**WHAT IS EXPECTED:** Retype, word for word, every line from the one holding "other => return" through the one holding "fn dispatch_event(&mut self, target: &NodeId, event: EventInit)" in the entries below, both included, and only those lines.

**Excerpts from a dataset:**
impl Dom for MemoryDom {
	type Node = NodeId;

	fn document(&self) -> NodeId {
		self.document
	}

	fn head(&self) -> NodeId {
		self.head
	}

	fn body(&self) -> NodeId {
		self.body
	}

	fn node_type(&self, node: &NodeId) -> NodeType {
		match self.slot(*node).map(|slot| &slot.data) {
			Some(NodeData::Document) => NodeType::Document,
			Some(NodeData::Element(_)) => NodeType::Element,
			Some(NodeData::Text(_)) => NodeType::Text,
			Some(NodeData::Comment(_)) => NodeType::Comment,
			None => NodeType::Other,
		}
	}

	fn create_element(&mut self, tag: &str) -> Result<NodeId> {
		validate_name(tag)?;
		Ok(self.alloc(NodeData::Element(ElementData::html(&tag.to_ascii_lowercase()))))
	}

	fn create_element_ns(&mut self, namespace: &str, tag: &str) -> Result<NodeId> {
		if namespace == HTML_NAMESPACE {
			return self.create_element(tag);
		}
		validate_name(tag)?;
		Ok(self.alloc(NodeData::Element(ElementData {
			namespace: Some(namespace.to_owned()),
			..ElementData::html(tag)
		})))
	}

	fn create_text_node(&mut self, text: &str) -> NodeId {
		self.alloc(NodeData::Text(text.to_owned()))
	}

	fn tag_name(&self, node: &NodeId) -> Option<String> {
		self.element(*node).map(|element| element.name.clone())
	}

	fn namespace_uri(&self, node: &NodeId) -> Option<String> {
		self.element(*node).map(|element| element.namespace.clone().unwrap_or_else(|| HTML_NAMESPACE.to_owned()))
	}

	fn attribute(&self, node: &NodeId, name: &str) -> Option<String> {
		self.attribute_value(*node, name).map(ToOwned::to_owned)
	}

	fn attributes(&self, node: &NodeId) -> Vec<(String, String)> {
		self.element(*node).map(|element| element.attributes.clone()).unwrap_or_default()
	}

	fn set_attribute(&mut self, node: &NodeId, name: &str, value: &str) -> Result<()> {
		validate_name(name)?;
		let element = self.element_mut(*node)?;
		let name = element.attribute_name(name);
		match element.attributes.iter_mut().find(|(n, _)| *n == name) {
			Some((_, existing)) => *existing = value.to_owned(),
			None => element.attributes.push((name, value.to_owned())),
		}
		Ok(())
	}

	fn set_attribute_ns(&mut self, node: &NodeId, namespace: &str, qualified_name: &str, value: &str) -> Result<()> {
		validate_name(qualified_name)?;
		let is_xmlns = qualified_name == "xmlns" || qualified_name.starts_with("xmlns:");
		if is_xmlns != (namespace == XMLNS_NAMESPACE) {
			return Err(Error::Host(format!("Namespace error: {:?} in {:?}", qualified_name, namespace)));
		}
		let element = self.element_mut(*node)?;
		match element.attributes.iter_mut().find(|(n, _)| n == qualified_name) {
			Some((_, existing)) => *existing = value.to_owned(),
			None => element.attributes.push((qualified_name.to_owned(), value.to_owned())),
		}
		Ok(())
	}

	fn remove_attribute(&mut self, node: &NodeId, name: &str) -> Result<()> {
		let element = self.element_mut(*node)?;
		let name = element.attribute_name(name);
		element.attributes.retain(|(n, _)| *n != name);
		Ok(())
	}

	fn property(&self, node: &NodeId, name: &str) -> Option<Value> {
		if let Some(value) = self.properties.get(node).and_then(|properties| properties.get(name)) {
			return Some(value.clone());
		}
		match name {
			"value" => self.attribute_value(*node, "value").map(|value| Value::String(value.to_owned())),
			"checked" => self.element(*node).map(|_| Value::Bool(self.attribute_value(*node, "checked").is_some())),
			"textContent" => Some(Value::String(self.text_content(node))),
			"innerHTML" => self.inner_html(node).ok().map(Value::String),
			_ => None,
		}
	}

	fn set_property(&mut self, node: &NodeId, name: &str, value: &Value) -> Result<()> {
		match name {
			"textContent" | "innerText" => self.set_text_content(node, &value_text(value)),
			"innerHTML" => self.set_inner_html(node, &value_text(value)),
			"className" => self.set_attribute(node, "class", &value_text(value)),
			"id" => self.set_attribute(node, "id", &value_text(value)),
			_ => {
				if self.slot(*node).is_none() {
					return Err(Error::Host(format!("Unknown node {:?}", node)));
				}
				self.properties.entry(*node).or_default().insert(name.to_owned(), value.clone());
				Ok(())
			}
		}
	}

	fn text_content(&self, node: &NodeId) -> String {
		match self.slot(*node).map(|slot| &slot.data) {
			Some(NodeData::Text(text) | NodeData::Comment(text)) => text.clone(),
			Some(NodeData::Document | NodeData::Element(_)) => {
				let mut out = String::new();
				let mut stack: Vec<NodeId> = self.nodes[node.0].children.iter().rev().copied().collect();
				while let Some(current) = stack.pop() {
					match &self.nodes[current.0].data {
						NodeData::Text(text) => out.push_str(text),
						NodeData::Element(_) => stack.extend(self.nodes[current.0].children.iter().rev().copied()),
						NodeData::Comment(_) | NodeData::Document => (),
					}
				}
				out
			}
			None => String::new(),
		}
	}

	fn set_text_content(&mut self, node: &NodeId, text: &str) -> Result<()> {
		match self.slot(*node).map(|slot| &slot.data) {
			Some(NodeData::Text(_) | NodeData::Comment(_)) => {
				match &mut self.nodes[node.0].data {
					NodeData::Text(existing) | NodeData::Comment(existing) => *existing = text.to_owned(),
					NodeData::Document | NodeData::Element(_) => (),
				}
				Ok(())
			}
			Some(NodeData::Element(_)) => {
				self.clear_children(node);
				if !text.is_empty() {
					let text = self.create_text_node(text);
					self.attach(*node, text, None);
				}
				Ok(())
			}
			_ => Err(self.not_an_element(*node)),
		}
	}

	fn inner_html(&self, node: &NodeId) -> Result<String> {
		if self.element(*node).is_none() {
			return Err(self.not_an_element(*node));
		}
		Ok(html::serialize(&load::load_child_nodes(self, node)))
	}

	#[instrument(skip(self, html))]
	fn set_inner_html(&mut self, node: &NodeId, html: &str) -> Result<()> {
		let element = self.element(*node).ok_or_else(|| self.not_an_element(*node))?;
		let is_template = element.namespace.is_none() && element.name == "template";
		let parsed = html::parse_fragment(html, self.context_namespace(*node))?;
		self.clear_children(node);
		for parsed in &parsed {
			let child = self.build(parsed, is_template);
			self.attach(*node, child, None);
		}
		Ok(())
	}

	fn create_fragment(&mut self, context: &NodeId, html: &str) -> Result<Vec<NodeId>> {
		let parsed = html::parse_fragment(html, self.context_namespace(*context))?;
		Ok(parsed.iter().map(|parsed| self.build(parsed, true)).collect())
	}

	fn template_content(&mut self, template: &NodeId, adopt: bool) -> Result<Vec<NodeId>> {
		match self.element(*template) {
			Some(element) if element.namespace.is_none() && element.name == "template" => (),
			_ => {
				return Err(Error::NotAnElement {
					found: format!("{:?} instead of <template>", self.tag_name(template)),
				})
			}
		}
		let children = self.nodes[template.0].children.clone();
		if adopt {
			for &child in &children {
				self.detach(child);
			}
			Ok(children)
		} else {
			Ok(children.into_iter().map(|child| self.clone_deep(child)).collect())
		}
	}

	fn parent(&self, node: &NodeId) -> Option<NodeId> {
		self.slot(*node).and_then(|slot| slot.parent)
	}

	fn child_nodes(&self, node: &NodeId) -> Vec<NodeId> {
		self.slot(*node).map(|slot| slot.children.clone()).unwrap_or_default()
	}

	fn insert_before(&mut self, parent: &NodeId, child: &NodeId, reference: Option<&NodeId>) -> Result<()> {
		match self.node_type(parent) {
			NodeType::Document | NodeType::Element => (),
			other => return Err(Error::HierarchyRequest(format!("{:?} can't have children", other))),
		}
		if self.slot(*child).is_none() || self.node_type(child) == NodeType::Document {
			return Err(Error::HierarchyRequest(format!("{:?} can't be inserted", child)));
		}
		if self.is_inclusive_ancestor(*child, *parent) {
			return Err(Error::HierarchyRequest("The new child is an ancestor of the parent".to_owned()));
		}
		let mut reference = reference.copied();
		if let Some(r) = reference {
			if self.nodes.get(r.0).and_then(|slot| slot.parent) != Some(*parent) {
				return Err(Error::NotFound("The reference node is not a child of the parent".to_owned()));
			}
			if r == *child {
				let siblings = &self.nodes[parent.0].children;
				reference = siblings.iter().position(|&sibling| sibling == r).and_then(|index| siblings.get(index + 1).copied());
			}
		}
		self.detach(*child);
		let index = reference.and_then(|r| self.nodes[parent.0].children.iter().position(|&sibling| sibling == r));
		self.attach(*parent, *child, index);
		self.run_connected_scripts(*child);
		Ok(())
	}

	fn remove(&mut self, node: &NodeId) {
		self.detach(*node);
	}

	fn query_selector_all(&self, scope: Option<&NodeId>, selector: &str) -> Result<Vec<NodeId>> {
		let selector = SelectorList::parse(selector)?;
		let mut candidates = Vec::new();
		self.collect_elements(scope.copied().unwrap_or(self.document), &mut candidates);
		Ok(candidates.into_iter().filter(|&candidate| selector.matches(self, candidate)).collect())
	}

	fn element_by_id(&self, id: &str) -> Option<NodeId> {
		let mut candidates = Vec::new();
		self.collect_elements(self.document, &mut candidates);
		candidates.into_iter().find(|&candidate| self.attribute_value(candidate, "id") == Some(id))
	}

	fn matches(&self, node: &NodeId, selector: &str) -> Result<bool> {
		let selector = SelectorList::parse(selector)?;
		Ok(self.element(*node).is_some() && selector.matches(self, *node))
	}

	fn add_event_listener(&mut self, target: &NodeId, kind: &str, listener: Listener<Self>) -> Result<()> {
		if self.slot(*target).is_none() {
			return Err(Error::Host(format!("Unknown node {:?}", target)));
		}
		self.listeners.entry(*target).or_default().push((kind.to_owned(), listener));
		Ok(())
	}

	fn dispatch_event(&mut self, target: &NodeId, event: EventInit) -> Result<()> {
		let span = trace_span!("dispatch_event", ?target, kind = event.kind.as_str());
		let _enter = span.enter();

		self.dispatched_events.push((*target, event.kind.clone()));
		let mut path = vec![*target];
		if event.bubbles {
			let mut cursor = self.parent(target);
			while let Some(current) = cursor {
				path.push(current);
				cursor = self.parent(&current);
			}
		}
		for current_target in path {
			let listeners: Vec<Listener<Self>> = self
				.listeners
				.get(&current_target)
				.map(|listeners| listeners.iter().filter(|(kind, _)| *kind == event.kind).map(|(_, listener)| listener.clone()).collect())
				.unwrap_or_default();
			for listener in listeners {
				listener(
					self,
					&DomEvent {
						kind: event.kind.clone(),
						key: event.key.clone(),
						target: *target,
						current_target,
					},
				);
			}
		}
		Ok(())
	}

	fn set_timeout(&mut self, delay: Duration, callback: TimerCallback<Self>) -> TimerId {
		let timer = TimerId(self.next_timer);
		self.next_timer += 1;
		let due = self.clock + duration_millis(delay);
		self.timers.insert((due, timer), callback);
		self.timer_due.insert(timer, due);
		timer
	}

	fn clear_timeout(&mut self, timer: TimerId) {
		if let Some(due) = self.timer_due.remove(&timer) {
			self.timers.remove(&(due, timer));
		}
	}

	fn fetch(&mut self, url: &str, callback: FetchCallback<Self>) {
		self.pending_fetches.push_back((url.to_owned(), callback));
	}

	fn import_module(&mut self, specifier: &str) {
		self.imported_modules.push(specifier.to_owned());
	}

	fn reload(&mut self) {
		self.reload_count += 1;
	}

	fn now_millis(&self) -> u64 {
		self.clock
	}
}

**EXERCISE OUTPUT:**
			other => return Err(Error::HierarchyRequest(format!("{:?} can't have children", other))),
		}
		if self.slot(*child).is_none() || self.node_type(child) == NodeType::Document {
			return Err(Error::HierarchyRequest(format!("{:?} can't be inserted", child)));
		}
		if self.is_inclusive_ancestor(*child, *parent) {
			return Err(Error::HierarchyRequest("The new child is an ancestor of the parent".to_owned()));
		}
		let mut reference = reference.copied();
		if let Some(r) = reference {
			if self.nodes.get(r.0).and_then(|slot| slot.parent) != Some(*parent) {
				return Err(Error::NotFound("The reference node is not a child of the parent".to_owned()));
			}
			if r == *child {
				let siblings = &self.nodes[parent.0].children;
				reference = siblings.iter().position(|&sibling| sibling == r).and_then(|index| siblings.get(index + 1).copied());
			}
		}
		self.detach(*child);
		let index = reference.and_then(|r| self.nodes[parent.0].children.iter().position(|&sibling| sibling == r));
		self.attach(*parent, *child, index);
		self.run_connected_scripts(*child);
		Ok(())
	}

	fn remove(&mut self, node: &NodeId) {
		self.detach(*node);
	}

	fn query_selector_all(&self, scope: Option<&NodeId>, selector: &str) -> Result<Vec<NodeId>> {
		let selector = SelectorList::parse(selector)?;
		let mut candidates = Vec::new();
		self.collect_elements(scope.copied().unwrap_or(self.document), &mut candidates);
		Ok(candidates.into_iter().filter(|&candidate| selector.matches(self, candidate)).collect())
	}

	fn element_by_id(&self, id: &str) -> Option<NodeId> {
		let mut candidates = Vec::new();
		self.collect_elements(self.document, &mut candidates);
		candidates.into_iter().find(|&candidate| self.attribute_value(candidate, "id") == Some(id))
	}

	fn matches(&self, node: &NodeId, selector: &str) -> Result<bool> {
		let selector = SelectorList::parse(selector)?;
		Ok(self.element(*node).is_some() && selector.matches(self, *node))
	}

	fn add_event_listener(&mut self, target: &NodeId, kind: &str, listener: Listener<Self>) -> Result<()> {
		if self.slot(*target).is_none() {
			return Err(Error::Host(format!("Unknown node {:?}", target)));
		}
		self.listeners.entry(*target).or_default().push((kind.to_owned(), listener));
		Ok(())
	}

	fn dispatch_event(&mut self, target: &NodeId, event: EventInit) -> Result<()> {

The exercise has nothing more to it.